We don’t want to “reduce the number of abortions” (although, contrary to Democratic talking points, the numbers have fallen steadily during the Bush administration). We want it gone. We want unborn children, created in the image of God, to have the right to life, liberty, and the pursuit of happiness. We want this awful stain removed from our country and from the rest of the world. May God grant that we don’t get bored with this pursuit and move on to a more hip cause.

Pro-Life Resources

Today is the 35th anniversary of Roe v. Wade, the Supreme Court ruling that struck down nearly all laws restricting abortion. Since 1973 it’s estimated that nearly 50 million unborn babies have been legally killed in the womb.

I think abortion is the slavery of our day.
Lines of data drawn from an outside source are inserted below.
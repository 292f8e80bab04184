//! Core Kernel - Foundational types and utilities for the claim management system
//!
//! This crate provides the fundamental building blocks used across all domain modules:
//! - Money types with precise decimal arithmetic
//! - Strongly-typed identifiers
//! - Common error types

pub mod money;
pub mod identifiers;
pub mod error;

pub use money::{Money, Currency, MoneyError};
pub use identifiers::{ClaimId, LecturerId};
pub use error::CoreError;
God grant that in a hundred years our grandchildren will be astounded that it was ever permitted, and that as they did in the 18th and 19th centuries, Christians will lay down their lives to fight against this evil. If abortion is still legal in a century, let it not be because the church of Jesus Christ stood by and watched it happen.
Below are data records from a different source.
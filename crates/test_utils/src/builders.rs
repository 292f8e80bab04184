//! Test Data Builders
//!
//! Builder patterns for constructing test data with sensible defaults.
//! Tests specify only the relevant fields and take defaults for the rest.

use chrono::{DateTime, Utc};
use rust_decimal::Decimal;
use rust_decimal_macros::dec;

use core_kernel::{ClaimId, Currency, LecturerId, Money};
use domain_claims::{Claim, ClaimStatus};

/// Builder for constructing test claims
pub struct TestClaimBuilder {
    id: ClaimId,
    lecturer_name: String,
    lecturer_id: LecturerId,
    hours_worked: Decimal,
    hourly_rate: Money,
    status: ClaimStatus,
    submitted_at: DateTime<Utc>,
    notes: Option<String>,
    document_path: String,
}

impl Default for TestClaimBuilder {
    fn default() -> Self {
        Self::new()
    }
}

impl TestClaimBuilder {
    /// Creates a builder with a modest pending claim as the default
    pub fn new() -> Self {
        Self {
            id: ClaimId::new_v7(),
            lecturer_name: "John Doe".to_string(),
            lecturer_id: LecturerId::new(),
            hours_worked: dec!(10),
            hourly_rate: Money::new(dec!(20), Currency::ZAR),
            status: ClaimStatus::Pending,
            submitted_at: Utc::now(),
            notes: None,
            document_path: "/uploads/timesheet.pdf".to_string(),
        }
    }

    pub fn with_id(mut self, id: ClaimId) -> Self {
        self.id = id;
        self
    }

    pub fn with_lecturer_name(mut self, name: impl Into<String>) -> Self {
        self.lecturer_name = name.into();
        self
    }

    pub fn with_lecturer_id(mut self, id: LecturerId) -> Self {
        self.lecturer_id = id;
        self
    }

    pub fn with_hours(mut self, hours: Decimal) -> Self {
        self.hours_worked = hours;
        self
    }

    pub fn with_rate(mut self, rate: Money) -> Self {
        self.hourly_rate = rate;
        self
    }

    pub fn with_status(mut self, status: ClaimStatus) -> Self {
        self.status = status;
        self
    }

    pub fn with_submitted_at(mut self, at: DateTime<Utc>) -> Self {
        self.submitted_at = at;
        self
    }

    pub fn with_notes(mut self, notes: impl Into<String>) -> Self {
        self.notes = Some(notes.into());
        self
    }

    pub fn with_document_path(mut self, path: impl Into<String>) -> Self {
        self.document_path = path.into();
        self
    }

    /// Shorthand for an approved claim
    pub fn approved(self) -> Self {
        self.with_status(ClaimStatus::Approved)
    }

    /// Shorthand for a rejected claim
    pub fn rejected(self) -> Self {
        self.with_status(ClaimStatus::Rejected)
    }

    pub fn build(self) -> Claim {
        Claim {
            id: self.id,
            lecturer_name: self.lecturer_name,
            lecturer_id: self.lecturer_id,
            hours_worked: self.hours_worked,
            hourly_rate: self.hourly_rate,
            status: self.status,
            submitted_at: self.submitted_at,
            updated_at: self.submitted_at,
            notes: self.notes,
            document_path: self.document_path,
        }
    }
}
//! Strongly-typed identifiers for domain entities
//!
//! Using newtype wrappers around UUIDs provides type safety and prevents
//! accidental mixing of different identifier types.

use serde::{Deserialize, Serialize};
use std::fmt;
use std::str::FromStr;
use uuid::Uuid;

macro_rules! define_id {
    ($name:ident, $prefix:literal) => {
        #[derive(Debug, Clone, Copy, PartialEq, Eq, Hash, Serialize, Deserialize)]
        #[serde(transparent)]
        pub struct $name(Uuid);

        impl $name {
            /// Creates a new random identifier
            pub fn new() -> Self {
                Self(Uuid::new_v4())
            }

            /// Creates a new time-ordered identifier (v7)
            pub fn new_v7() -> Self {
                Self(Uuid::now_v7())
            }

            /// Creates from an existing UUID
            pub fn from_uuid(uuid: Uuid) -> Self {
                Self(uuid)
            }

            /// Returns the underlying UUID
            pub fn as_uuid(&self) -> &Uuid {
                &self.0
            }

            /// Returns the identifier prefix for display
            pub fn prefix() -> &'static str {
                $prefix
            }
        }

        impl Default for $name {
            fn default() -> Self {
                Self::new()
            }
        }

        impl fmt::Display for $name {
            fn fmt(&self, f: &mut fmt::Formatter<'_>) -> fmt::Result {
                write!(f, "{}-{}", $prefix, self.0)
            }
        }

        impl FromStr for $name {
            type Err = uuid::Error;

            fn from_str(s: &str) -> Result<Self, Self::Err> {
                // Strip prefix if present
                let uuid_str = s.strip_prefix(concat!($prefix, "-")).unwrap_or(s);
                Ok(Self(Uuid::parse_str(uuid_str)?))
            }
        }

        impl From<Uuid> for $name {
            fn from(uuid: Uuid) -> Self {
                Self(uuid)
            }
        }

        impl From<$name> for Uuid {
            fn from(id: $name) -> Uuid {
                id.0
            }
        }
    };
}

// Claim domain identifiers
define_id!(ClaimId, "CLM");

// Identity identifiers
define_id!(LecturerId, "LEC");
I thought it could be helpful to point to some resources that aid Christians in proclaiming both the evil of abortion and the amazing mercy of Christ to those who have been or could be involved in it.

  • Abort73.com is a great comprehensive resource on abortion. Their site is well-researched scientifically and theologically.
  • Stand to Reason has lots of information about all sorts of ethical topics from a Christian perspective. They have a lot of great suggestions for kindly and winsomely arguing for the humanity of the unborn.
  • Care Net, which was started by one of my professors, is a network of pregnancy resource centers. These centers are the front lines in the battle over abortion, ministering to women who are in desperate situations. It’s vital that Christians demonstrate that we are pro-life, not just anti-abortion, and local pregnancy resource centers are a great way to do that in a very hands-on way. Care Net can help you find a local center and get involved.

Of course, the most important thing we can do is pray that God will have mercy on our nation (and others) by stopping this holocaust and convicting people of the importance of protecting the unborn, who are created in his image. Pray that the church will speak the word of God boldly, declaring that the taking of innocent life is detestable to God, and that his mercy is freely available in Christ, for abortion and every other sin.

Rescue those who are being taken away to death; hold back those who are stumbling to the slaughter. If you say, “Behold, we did not know this,” does not he who weighs the heart perceive it? Does not he who keeps watch over your soul know it, and will he not repay man according to his work? –Proverbs 24:11-12

Abortion and 2008

Justin Taylor has a well-thought-through post on weighing pro-life options in the 2008 election. There’s a good chance we could have 2 pro-choice candidates: Guiliani and Clinton. If that happens, pro-lifers will have to decide whether to vote for a pro-choice candidate or vote for a third-party candidate, which would virtually guarantee a Clinton presidency.

I’ve previously thought I would never vote for a pro-choice candidate, and I’m also not excited about Guiliani because he seems to be just as much of a moral reprobate as Clinton the First. But Justin has some good points: Guiliani seems to be likely to appoint solid Supreme Court justices, and 8 years of Hillary Clinton would almost certainly be worse for the unborn, not to mention who she would appoint to the Court.

Yet another consideration: a defeat next year could lead to a genuine conservative resurgence among the Republicans, something like the one under Reagan. Of course, that might be worth it from a political standpoint, but it’s not worth the lives of millions of unborn children. This might turn out to be a case where you’d love to get the TD, but have to take the field goal.

Or they could nominate Huckabee and everything might be just fine.